Recorded data:
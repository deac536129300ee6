// SPDX-License-Identifier: Parity-7.0.0 OR PolyForm-Noncommercial-1.0.0
/*!
Resource creation from any thread.

Binding-based contexts are only usable from the thread they are current on.
The render thread keeps the device's primary context current between
[`GraphicsDevice::begin`] and [`GraphicsDevice::end`]; every other thread
borrows the device's secondary context instead.

[`CreationContext`] is the guard for either case.  On the render thread it
lends out the primary driver.  Elsewhere the outermost guard on a thread takes
the process-wide creation slot and makes the secondary context current; guards
acquired on that thread while it lives share that context.  Whichever of them
drops last flushes the work, releases the context and frees the slot, so at
most one secondary context is in use at any moment.

The guard itself doesn't hold the driver lock.  Call [`CreationContext::driver`]
for each batch of calls and let that lock go before creating anything else.
*/

use crate::device::GraphicsDevice;
use crate::driver::Driver;
use std::marker::PhantomData;
use std::sync::MutexGuard;
use std::thread::ThreadId;
use wasm_safe_mutex::{Guard, Mutex};

/// Held by whichever thread has a secondary context current, or by a paused
/// device.
pub(crate) static CREATION_SLOT: Mutex<()> = Mutex::new(());

pub(crate) type SlotGuard = Guard<'static, ()>;

struct Holder {
    thread: Option<ThreadId>,
    device: usize,
    depth: u32,
    slot: Option<SlotGuard>,
}

static HOLDER: Mutex<Holder> = Mutex::new(Holder {
    thread: None,
    device: 0,
    depth: 0,
    slot: None,
});

fn device_key<D: Driver>(device: &GraphicsDevice<D>) -> usize {
    std::ptr::from_ref(device).addr()
}

/// Joins the calling thread's open secondary context, if it has one.
///
/// # Panics
/// If that context belongs to a different device.
fn join_held(key: usize) -> bool {
    let mut holder = HOLDER.lock_sync();
    if holder.thread != Some(std::thread::current().id()) {
        return false;
    }
    assert!(
        holder.device == key,
        "a creation context for another device is already held on this thread"
    );
    holder.depth += 1;
    true
}

/// Leaves the calling thread's secondary context, returning the slot when
/// this was the last guard.
fn leave_held() -> Option<SlotGuard> {
    let mut holder = HOLDER.lock_sync();
    holder.depth -= 1;
    if holder.depth == 0 {
        holder.thread = None;
        holder.slot.take()
    } else {
        None
    }
}

#[derive(Debug, Clone, Copy, PartialEq, Eq)]
enum Kind {
    Primary,
    Outermost,
    Nested,
}

/// A driver usable on the calling thread.  See the module docs.
pub struct CreationContext<'a, D: Driver> {
    device: &'a GraphicsDevice<D>,
    kind: Kind,
    //the secondary context is current on one thread only
    _thread_bound: PhantomData<*const ()>,
}

impl<'a, D: Driver> CreationContext<'a, D> {
    pub(crate) fn acquire(device: &'a GraphicsDevice<D>) -> Self {
        if device.holds_primary() {
            return CreationContext::new(device, Kind::Primary);
        }
        if join_held(device_key(device)) {
            return CreationContext::new(device, Kind::Nested);
        }
        CreationContext::outermost(device, CREATION_SLOT.lock_sync())
    }

    pub(crate) async fn acquire_async(device: &'a GraphicsDevice<D>) -> Self {
        if device.holds_primary() {
            return CreationContext::new(device, Kind::Primary);
        }
        if join_held(device_key(device)) {
            return CreationContext::new(device, Kind::Nested);
        }
        let slot = CREATION_SLOT.lock_async().await;
        CreationContext::outermost(device, slot)
    }

    fn new(device: &'a GraphicsDevice<D>, kind: Kind) -> Self {
        CreationContext {
            device,
            kind,
            _thread_bound: PhantomData,
        }
    }

    fn outermost(device: &'a GraphicsDevice<D>, slot: SlotGuard) -> Self {
        {
            let mut holder = HOLDER.lock_sync();
            holder.thread = Some(std::thread::current().id());
            holder.device = device_key(device);
            holder.depth = 1;
            holder.slot = Some(slot);
        }
        device.secondary().make_current();
        logwise::trace_sync!("secondary context acquired");
        CreationContext::new(device, Kind::Outermost)
    }

    /// Whether this guard lent out the render thread's own context.
    pub fn is_primary(&self) -> bool {
        self.kind == Kind::Primary
    }

    /// Whether an enclosing guard on this thread already made the context
    /// current.
    pub fn is_nested(&self) -> bool {
        self.kind == Kind::Nested
    }

    /// Locks the driver behind this context.
    ///
    /// Drop the returned lock before acquiring another creation context or
    /// creating a resource on this thread.
    pub fn driver(&self) -> MutexGuard<'_, D> {
        match self.kind {
            Kind::Primary => self.device.primary(),
            Kind::Outermost | Kind::Nested => self.device.secondary(),
        }
    }
}

impl<D: Driver> Drop for CreationContext<'_, D> {
    fn drop(&mut self) {
        if self.kind == Kind::Primary {
            //creation may have rebound things the command list tracks
            self.device.mark_primary_disturbed();
            return;
        }
        //the last guard out releases, whichever order they drop in
        let Some(slot) = leave_held() else {
            return;
        };
        {
            let mut driver = self.device.secondary();
            driver.flush();
            driver.release_current();
        }
        drop(slot);
        logwise::trace_sync!("secondary context released");
    }
}

impl<D: Driver> std::fmt::Debug for CreationContext<'_, D> {
    fn fmt(&self, f: &mut std::fmt::Formatter<'_>) -> std::fmt::Result {
        f.debug_struct("CreationContext")
            .field("kind", &self.kind)
            .finish()
    }
}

* [About this exercise]: Could you please copy the lines above exactly, beginning at the first and ending at the line that contains "The render thread keeps"?

* [Written answer]:
repository deac536129300ee6
// SPDX-License-Identifier: Parity-7.0.0 OR PolyForm-Noncommercial-1.0.0
/*!
Resource creation from any thread.

Binding-based contexts are only usable from the thread they are current on.
The render thread keeps the device's primary context current between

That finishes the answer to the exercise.